2. Thus science should not disturb our faith by its analyses. Rather, it should help us to know God better, to understand and appreciate him more fully. Personally, I am convinced that there is no more substantial nourishment for the religious life than contact with scientific realities, if they are properly understood. The man who habitually lives in the society of the elements of this world, who personally experiences the overwhelming immensity of things and their wretched dissociation, that man, I am certain, becomes more acutely conscious than anyone of the tremendous needs for unity that continually drives the universe further ahead, and of the fantastic future that awaits it. No one understands so fully as the man who is absorbed in the study of matter, to what a degree Christ, through his Incarnation, is interior to the world, rooted in the world even in the heart of the tiniest atom. We compared the structure of the universe to that of a cone: only that man can fully appreciate the richness contained in the apex of the cone, who has first gauged the width and the power of the base.

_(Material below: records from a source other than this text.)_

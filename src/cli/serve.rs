use crate::api::{self, AppState};
use crate::cli::commands::ServeArgs;
use crate::cli::context::{build_controller, load_config};
use crate::config::parser::build_catalog;
use crate::errors::FlowscopeError;
use tracing::info;

pub async fn handle_serve(args: ServeArgs) -> Result<(), FlowscopeError> {
    let config = load_config(args.config.as_deref()).await?;
    let catalog = build_catalog(&config)?;
    let controller = build_controller(&config, config.controller_settings(), None)?;

    info!(host = %args.host, port = args.port, tasks = catalog.tasks().len(), "Starting API server");
    let state = AppState::new(controller, catalog);
    let app = api::build_router(state.clone());

    let addr = format!("{}:{}", args.host, args.port);
    let listener = tokio::net::TcpListener::bind(&addr).await?;
    info!("Listening on {}", addr);

    axum::serve(listener, app)
        .with_graceful_shutdown(async {
            let _ = tokio::signal::ctrl_c().await;
        })
        .await
        .map_err(|e| FlowscopeError::Internal(format!("Server error: {}", e)))?;

    state.controller.lock().await.stop().await;
    info!("API server stopped");
    Ok(())
}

3. It is useless, in consequence, and it is unfair, to opposed science and Christ, or to separate them as two domains alien to one another. By itself, science cannot discover Christ – but Christ satisfies the yearnings that are born in our hearts in the school of science. The cycle that sends man down to the bowels of matter in its full multiplicity, thence to climb back to the centre of spiritual unification, is a natural cycle . We could say that it is a divine cycle , since it was first followed by him who had to “descend into Hell” before ascending into Heaven, that he might fill all things. "Quis ascendit nisi qui descendit prius, ut impleret omnia."

P. Teilhard de Chardin, Science and Christ (London: Collins, 1968), pp. 34-36, translated by René Haque.